Retyping the entire listing exactly is the task.

=-=-=

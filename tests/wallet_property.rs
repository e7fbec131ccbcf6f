//! 원장 불변식 무작위 검증
//!
//! 임의의 연산 순서에서도 지갑 카운터가 음수가 되지 않고, 카운터
//! 합계가 성공한 연산의 합과 항상 일치해야 합니다.

use rand::rngs::StdRng;
use rand::{Rng, SeedableRng};

use xmarket::db::init_memory_database;
use xmarket::error::MarketError;
use xmarket::wallet::ledger;

#[derive(Debug, Clone, Copy)]
enum Op {
    CreditPending(i64),
    Settle(i64),
    Debit(i64),
    CreditBalance(i64),
}

#[tokio::test]
async fn test_random_op_sequences_never_go_negative() {
    // 고정 시드로 재현 가능하게
    let mut rng = StdRng::seed_from_u64(0x5eed_2026);

    for round in 0..20 {
        let pool = init_memory_database().await.unwrap();
        let user = "u";

        // 모델 상태
        let mut balance = 0i64;
        let mut pending = 0i64;
        let mut applied = 0usize;

        for step in 0..60 {
            let amount = rng.gen_range(1..=500);
            let op = match rng.gen_range(0..4) {
                0 => Op::CreditPending(amount),
                1 => Op::Settle(amount),
                2 => Op::Debit(amount),
                _ => Op::CreditBalance(amount),
            };
            let reference = format!("{}-{}", round, step);

            let mut tx = pool.begin().await.unwrap();
            let result = match op {
                Op::CreditPending(a) => {
                    ledger::credit_pending(&mut tx, user, a, "sale", &reference, None).await
                }
                Op::Settle(a) => {
                    ledger::settle(&mut tx, user, a, "settlement", &reference, None).await
                }
                Op::Debit(a) => ledger::debit(&mut tx, user, a, "refund_out", &reference, None).await,
                Op::CreditBalance(a) => {
                    ledger::credit_balance(&mut tx, user, a, "manual", &reference, None).await
                }
            };

            match (op, result) {
                (Op::CreditPending(a), Ok(_)) => {
                    pending += a;
                    applied += 1;
                    tx.commit().await.unwrap();
                }
                (Op::Settle(a), Ok(_)) => {
                    assert!(pending >= a, "모델상 불가능한 정산이 성공함");
                    pending -= a;
                    balance += a;
                    applied += 1;
                    tx.commit().await.unwrap();
                }
                (Op::Settle(a), Err(MarketError::InsufficientPending { .. })) => {
                    assert!(pending < a);
                    drop(tx);
                }
                (Op::Debit(a), Ok(_)) => {
                    assert!(balance + pending >= a, "모델상 불가능한 차감이 성공함");
                    let from_balance = balance.min(a);
                    balance -= from_balance;
                    pending -= a - from_balance;
                    applied += 1;
                    tx.commit().await.unwrap();
                }
                (Op::Debit(a), Err(MarketError::InsufficientFunds { .. })) => {
                    assert!(balance + pending < a);
                    drop(tx);
                }
                (Op::CreditBalance(a), Ok(_)) => {
                    balance += a;
                    applied += 1;
                    tx.commit().await.unwrap();
                }
                (op, Err(e)) => panic!("예상 밖의 실패: {:?} -> {}", op, e),
            }

            assert!(balance >= 0 && pending >= 0);
        }

        // DB 상태와 모델 상태가 일치해야 한다
        let (db_balance, db_pending): (i64, i64) = sqlx::query_as(
            "SELECT balance_cents, pending_settlement_cents FROM user_wallets WHERE user_id = ?",
        )
        .bind(user)
        .fetch_one(&pool)
        .await
        .unwrap();
        assert_eq!((db_balance, db_pending), (balance, pending));
        assert!(db_balance >= 0 && db_pending >= 0);

        // 성공한 연산 수와 원장 항목 수가 일치
        let (logs,): (i64,) = sqlx::query_as("SELECT COUNT(*) FROM wallet_logs")
            .fetch_one(&pool)
            .await
            .unwrap();
        assert_eq!(logs as usize, applied);
    }
}

#[tokio::test]
async fn test_ledger_sum_matches_wallet_counters() {
    let pool = init_memory_database().await.unwrap();
    let mut rng = StdRng::seed_from_u64(42);

    for i in 0..30 {
        let amount = rng.gen_range(1..=1000);
        let mut tx = pool.begin().await.unwrap();
        let _ = ledger::credit_pending(&mut tx, "s", amount, "sale", &i.to_string(), None).await;
        tx.commit().await.unwrap();

        if rng.gen_bool(0.5) {
            let mut tx = pool.begin().await.unwrap();
            let result =
                ledger::settle(&mut tx, "s", amount, "settlement", &i.to_string(), None).await;
            if result.is_ok() {
                tx.commit().await.unwrap();
            }
        }
    }

    // 원장 변경 합 == 카운터 합 (정산은 이동일 뿐 합계를 바꾸지 않음)
    let (credited,): (i64,) = sqlx::query_as(
        "SELECT COALESCE(SUM(change_cents), 0) FROM wallet_logs WHERE type = 'sale'",
    )
    .fetch_one(&pool)
    .await
    .unwrap();
    let (balance, pending): (i64, i64) = sqlx::query_as(
        "SELECT balance_cents, pending_settlement_cents FROM user_wallets WHERE user_id = 's'",
    )
    .fetch_one(&pool)
    .await
    .unwrap();
    assert_eq!(credited, balance + pending);
}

=-=-=

● ANSWER BELOW
filename tests/wallet_property.rs
repository e7fbec131ccbcf6f
//! 원장 불변식 무작위 검증
//!
//! 임의의 연산 순서에서도 지갑 카운터가 음수가 되지 않고, 카운터
//! 합계가 성공한 연산의 합과 항상 일치해야 합니다.

use rand::rngs::StdRng;
use rand::{Rng, SeedableRng};

use xmarket::db::init_memory_database;
use xmarket::error::MarketError;
use xmarket::wallet::ledger;

#[derive(Debug, Clone, Copy)]
enum Op {
    CreditPending(i64),
    Settle(i64),
    Debit(i64),
    CreditBalance(i64),
}

#[tokio::test]
async fn test_random_op_sequences_never_go_negative() {
    // 고정 시드로 재현 가능하게
    let mut rng = StdRng::seed_from_u64(0x5eed_2026);

    for round in 0..20 {
        let pool = init_memory_database().await.unwrap();
        let user = "u";

        // 모델 상태
        let mut balance = 0i64;
        let mut pending = 0i64;
        let mut applied = 0usize;

        for step in 0..60 {
            let amount = rng.gen_range(1..=500);
            let op = match rng.gen_range(0..4) {
                0 => Op::CreditPending(amount),
                1 => Op::Settle(amount),
                2 => Op::Debit(amount),
                _ => Op::CreditBalance(amount),
            };
            let reference = format!("{}-{}", round, step);

            let mut tx = pool.begin().await.unwrap();
            let result = match op {
                Op::CreditPending(a) => {
                    ledger::credit_pending(&mut tx, user, a, "sale", &reference, None).await
                }
                Op::Settle(a) => {
                    ledger::settle(&mut tx, user, a, "settlement", &reference, None).await
                }
                Op::Debit(a) => ledger::debit(&mut tx, user, a, "refund_out", &reference, None).await,
                Op::CreditBalance(a) => {
                    ledger::credit_balance(&mut tx, user, a, "manual", &reference, None).await
                }
            };

            match (op, result) {
                (Op::CreditPending(a), Ok(_)) => {
                    pending += a;
                    applied += 1;
                    tx.commit().await.unwrap();
                }
                (Op::Settle(a), Ok(_)) => {
                    assert!(pending >= a, "모델상 불가능한 정산이 성공함");
                    pending -= a;
                    balance += a;
                    applied += 1;
                    tx.commit().await.unwrap();
                }
                (Op::Settle(a), Err(MarketError::InsufficientPending { .. })) => {
                    assert!(pending < a);
                    drop(tx);
                }
                (Op::Debit(a), Ok(_)) => {
                    assert!(balance + pending >= a, "모델상 불가능한 차감이 성공함");
                    let from_balance = balance.min(a);
                    balance -= from_balance;
                    pending -= a - from_balance;
                    applied += 1;
                    tx.commit().await.unwrap();
                }
                (Op::Debit(a), Err(MarketError::InsufficientFunds { .. })) => {
                    assert!(balance + pending < a);
                    drop(tx);
                }
                (Op::CreditBalance(a), Ok(_)) => {
                    balance += a;
                    applied += 1;
                    tx.commit().await.unwrap();
                }
                (op, Err(e)) => panic!("예상 밖의 실패: {:?} -> {}", op, e),
            }

            assert!(balance >= 0 && pending >= 0);
        }

        // DB 상태와 모델 상태가 일치해야 한다
        let (db_balance, db_pending): (i64, i64) = sqlx::query_as(
            "SELECT balance_cents, pending_settlement_cents FROM user_wallets WHERE user_id = ?",
        )
        .bind(user)
        .fetch_one(&pool)
        .await
        .unwrap();
        assert_eq!((db_balance, db_pending), (balance, pending));
        assert!(db_balance >= 0 && db_pending >= 0);

        // 성공한 연산 수와 원장 항목 수가 일치
        let (logs,): (i64,) = sqlx::query_as("SELECT COUNT(*) FROM wallet_logs")
            .fetch_one(&pool)
            .await
            .unwrap();
        assert_eq!(logs as usize, applied);
    }
}

#[tokio::test]
async fn test_ledger_sum_matches_wallet_counters() {
    let pool = init_memory_database().await.unwrap();
    let mut rng = StdRng::seed_from_u64(42);

    for i in 0..30 {
        let amount = rng.gen_range(1..=1000);
        let mut tx = pool.begin().await.unwrap();
        let _ = ledger::credit_pending(&mut tx, "s", amount, "sale", &i.to_string(), None).await;
        tx.commit().await.unwrap();

        if rng.gen_bool(0.5) {
            let mut tx = pool.begin().await.unwrap();
            let result =
                ledger::settle(&mut tx, "s", amount, "settlement", &i.to_string(), None).await;
            if result.is_ok() {
                tx.commit().await.unwrap();
            }
        }
    }

    // 원장 변경 합 == 카운터 합 (정산은 이동일 뿐 합계를 바꾸지 않음)
    let (credited,): (i64,) = sqlx::query_as(
        "SELECT COALESCE(SUM(change_cents), 0) FROM wallet_logs WHERE type = 'sale'",
    )
    .fetch_one(&pool)
    .await
    .unwrap();
    let (balance, pending): (i64, i64) = sqlx::query_as(
        "SELECT balance_cents, pending_settlement_cents FROM user_wallets WHERE user_id = 's'",
    )
    .fetch_one(&pool)
    .await
    .unwrap();
    assert_eq!(credited, balance + pending);
}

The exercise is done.